Academic journal article Economics & Sociology

The U.S. Folklore, Proverbs, and Economic Behavior

Academic journal article Economics & Sociology

The U.S. Folklore, Proverbs, and Economic Behavior

Article excerpt

ABSTRACT. Social scientists strongly believe that the cultural values and norms motivate, guide, and influence the behavior of each and every society. However, studying the relationship between culture and behavior, notably economic behavior, is not very popular in the literature, mainly because of the vague and broad definition of the culture. Thereby this paper provides a narrow definition of the culture as "the set of beliefs and values that are often revealed in folklore of the country, where proverbs are the most concise form of the verbal folklore genres." Using this definition, the paper attempts to relate several types of economic behaviors such as intertemporal choice of consumption, investment, risk taking, work and education, to a set of popular sayings, idioms and proverbs that are circulated in the American society. The paper finds that the observed economic behavior in the U.S. is influenced to an extent by the American proverbs and sayings.

Keywords: Culture, Proverbs, Popular sayings, Economic behavior.

Introduction

There is a consensus among social scientists that the cultural norms and values operating in a given community or society influence the behavior of the members of this community or society. What is considered rude and totally unacceptable in certain cultures might be considered acceptable and desired behavior in others. In recent years, advanced techniques and the availability of data have made it possible to identify systematic differences in people's preferences and beliefs and to relate them to various measures of cultural legacy. Guiso et al. (2006) point out that the economic researchers have been reluctant in relating cultural norms to economic behavior, since the notion "culture" is very broad and the channels through which it might influence the economic discourse are still so vague.

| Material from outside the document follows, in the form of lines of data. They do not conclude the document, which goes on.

//! Gifgrid composites independently looping animations into one synchronized grid.
//!
//! Each input [`Source`] keeps its own frame count, per-frame delays, and pixel
//! dimensions; gifgrid resolves all of them against a single output clock and
//! paints every tick into one merged raster.
//!
//! # Pipeline overview
//!
//! 1. **Decode**: a [`SourceDecoder`] turns container bytes into a [`Source`]
//!    (frames + cumulative timeline).
//! 2. **Layout**: [`compute_layout`] maps the source set and [`LayoutSettings`]
//!    to grid geometry ([`LayoutMetrics`]), including uniform downscaling into a
//!    caller-fixed canvas.
//! 3. **Composite**: [`composite`] steps a synthetic clock at the output frame
//!    delay, resolves each source's active frame via [`resolve_active_frame`],
//!    paints the grid, and run-length collapses bit-identical successors into
//!    [`CompositeFrame`] delays.
//! 4. **Encode**: an [`AnimationSink`] (for example [`GifSink`]) turns the
//!    composite list into an encoded byte blob.
//!
//! The key design constraints:
//!
//! - **No unsafe**: `unsafe` is forbidden in this crate.
//! - **Deterministic-by-default**: layout, timing, and compositing are pure and
//!   stable for a given input; preview and export share the same draw path.
//! - **Single-threaded cooperative core**: long runs poll a [`CancelToken`]
//!   once per output tick; cancellation is a distinct outcome, not a failure.
//! - **Premultiplied RGBA8** end-to-end: frames are premultiplied at decode.
#![forbid(unsafe_code)]
#![deny(missing_docs)]

mod codec;
mod config;
mod foundation;
mod interact;
mod layout;
mod render;
mod source;
mod timing;

pub use codec::gif::{GifSink, GifSourceDecoder};
pub use codec::{AnimationSink, SinkConfig, SourceDecoder, Transparency};
pub use config::presets::PresetBook;
pub use foundation::core::{
    CHROMA_KEY, MIN_FRAME_DELAY_MS, MIN_TICK_MS, PixelBuffer, Point, Rect, Rgba8, Vec2,
};
pub use foundation::error::{ConfigWarning, GridError, GridResult};
pub use interact::drag::{
    DRAG_MOVE_THRESHOLD_PX, DragOutcome, DragSession, ItemRect, apply_drag_outcome, hit_test,
};
pub use layout::grid::{
    LayoutMetrics, LayoutSettings, MAX_COLUMNS, compute_layout, item_base_position,
    resolution_warnings,
};
pub use render::blit::{BackgroundMode, draw_frame, paint_background};
pub use render::cancel::CancelToken;
pub use render::compositor::{CompositeFrame, composite, output_frame_delay_ms};
pub use render::pipeline::{ExportReport, export_animation};
pub use render::preview::{PreviewLoop, PreviewRuntime};
pub use source::model::{Frame, Source, move_source};
pub use source::timeline::resolve_active_frame;
pub use timing::fps::{DEFAULT_FPS, choose_fps};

Establishing a relationship between culture and economic behavior, thus, needs a specific and narrow definition of culture. Meriam Webster states that culture is "the integrated pattern of human knowledge, beliefs, and values that depends upon the capacity for learning and transmitting knowledge to succeeding generations." This definition points out that people's behavior is primarily influenced by a set of beliefs and values that are often revealed in the folklore of each and every culture. Mieder (2008), the widely recognized world's leading paremiologist, argues that proverbs are the most concise form of verbal folklore genres. They are the product of several cultural observations and experiences that proved to be wise and sound, and their main aim is to reveal a message passed along from one generation to another. He defines proverbs as "a concise statement of an apparent truth which has currency among the people". Whiting (1994) has quoted Apstolius in defining the proverbial saying as "a statement which conceals the clear in the unclear, or which through concrete images indicates intellectual concepts, or which makes clear the truth in furtive fashion". And further in this fashion, a proverb is "a trite phrase constantly used in popular speech or a saying that has become thoroughly habitual in our daily customs and life". In short, proverbs are popular sayings which contain advice or state a generally accepted truth. They deal with issues that border on the values, norms, institutions, and artifacts of the society across the whole gamut of people's experience. They are used to support arguments, to provide lessons and instruction, and to stress shared values (Mieder, 2008).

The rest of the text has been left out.